### Assignment
Provide only the number of lines in the records below that contain "document".

Segment Open

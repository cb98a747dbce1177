// Copyright (c) 2024-present, fjall-rs
// This source code is licensed under both the Apache 2.0 and MIT License
// (found in the LICENSE-* files in the repository)

use super::inner::Core;
use crate::{
    item::Item,
    key::{parse_key, HeadVal, ParsedKind},
    range::head_key_range,
    store::{Direction, Store},
    Error, Slice,
};
use std::collections::VecDeque;
use std::sync::Arc;

/// Options for [`crate::Tree::heads`]
#[derive(Clone, Debug, Default)]
pub struct HeadStreamOpts {
    /// Skip heads flagged as being in conflict
    pub skip_conflicts: bool,

    /// Skip heads that are deletions
    pub skip_deletes: bool,

    /// Only emit heads of this document id
    pub id: Option<Slice>,
}

impl HeadStreamOpts {
    /// Creates default options: all heads of the tree.
    #[must_use]
    pub fn new() -> Self {
        Self::default()
    }

    /// Skips heads flagged as being in conflict.
    #[must_use]
    pub fn skip_conflicts(mut self) -> Self {
        self.skip_conflicts = true;
        self
    }

    /// Skips heads that are deletions.
    #[must_use]
    pub fn skip_deletes(mut self) -> Self {
        self.skip_deletes = true;
        self
    }

    /// Restricts emission to one document id.
    #[must_use]
    pub fn id(mut self, id: impl Into<Slice>) -> Self {
        self.id = Some(id.into());
        self
    }
}

/// Head counters, aggregated over the head index
#[derive(Clone, Copy, Debug, Default, Eq, PartialEq)]
pub struct HeadStats {
    /// Number of head entries
    pub count: u64,

    /// Number of heads flagged as being in conflict
    pub conflict: u64,

    /// Number of heads that are deletions
    pub deleted: u64,
}

/// Tree statistics
#[derive(Clone, Copy, Debug, Default, Eq, PartialEq)]
pub struct Stats {
    /// Head counters
    pub heads: HeadStats,
}

/// Stream over the current heads of the tree
///
/// Emits in ascending id order (key order of the head index), then ascending
/// insertion order within an id. One id group is buffered at a time.
pub struct HeadStream<S: Store> {
    core: Arc<Core<S>>,
    iter: crate::store::RangeIter,
    opts: HeadStreamOpts,

    /// First entry of the next id group, already pulled from the iterator
    lookahead: Option<(Slice, HeadVal)>,

    /// Remaining entries of the current id group, ordered by `i`
    group: VecDeque<(Slice, HeadVal)>,

    done: bool,
}

impl<S: Store> HeadStream<S> {
    pub(crate) fn open(core: Arc<Core<S>>, opts: HeadStreamOpts) -> Self {
        let range = head_key_range(&core.keyspace, opts.id.as_deref());
        let iter = core.store.range(&range.start, &range.end, Direction::Forward);

        Self {
            iter,
            opts,
            lookahead: None,
            group: VecDeque::new(),
            done: false,
            core,
        }
    }

    /// Pulls the next raw head entry as `(id, head value)`.
    fn pull(&mut self) -> crate::Result<Option<(Slice, HeadVal)>> {
        let Some(pair) = self.iter.next() else {
            return Ok(None);
        };
        let (key, value) = pair?;

        let ParsedKind::Head { id, .. } = parse_key(&key)?.kind else {
            return Err(Error::Unrecoverable);
        };

        Ok(Some((id, HeadVal::parse(&value)?)))
    }

    /// Buffers the next id group, ordered by insertion counter.
    fn fill_group(&mut self) -> crate::Result<bool> {
        let first = match self.lookahead.take() {
            Some(entry) => entry,
            None => match self.pull()? {
                Some(entry) => entry,
                None => return Ok(false),
            },
        };

        let id = first.0.clone();
        let mut entries = vec![first];

        loop {
            match self.pull()? {
                Some(entry) if entry.0 == id => entries.push(entry),
                Some(entry) => {
                    self.lookahead = Some(entry);
                    break;
                }
                None => break,
            }
        }

        entries.sort_by_key(|(_, head_val)| head_val.i);
        self.group = entries.into();

        Ok(true)
    }

    fn fetch_item(&self, id: &Slice, head_val: &HeadVal) -> crate::Result<Item> {
        let ds_key = self.core.keyspace.ds_key(id, head_val.i);
        let Some(record) = self.core.store.get(&ds_key)? else {
            return Err(Error::Unrecoverable);
        };

        Item::from_record(&record).map_err(Error::from)
    }
}

impl<S: Store> Iterator for HeadStream<S> {
    type Item = crate::Result<Item>;

    fn next(&mut self) -> Option<Self::Item> {
        if self.done {
            return None;
        }

        loop {
            let Some((id, head_val)) = self.group.pop_front() else {
                match self.fill_group() {
                    Ok(true) => continue,
                    Ok(false) => {
                        self.done = true;
                        return None;
                    }
                    Err(e) => {
                        self.done = true;
                        return Some(Err(e));
                    }
                }
            };

            if self.opts.skip_conflicts && head_val.conflict {
                continue;
            }
            if self.opts.skip_deletes && head_val.deleted {
                continue;
            }

            match self.fetch_item(&id, &head_val) {
                Ok(item) => return Some(Ok(item)),
                Err(e) => {
                    self.done = true;
                    return Some(Err(e));
                }
            }
        }
    }
}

Segment Closed

### Exercise output
2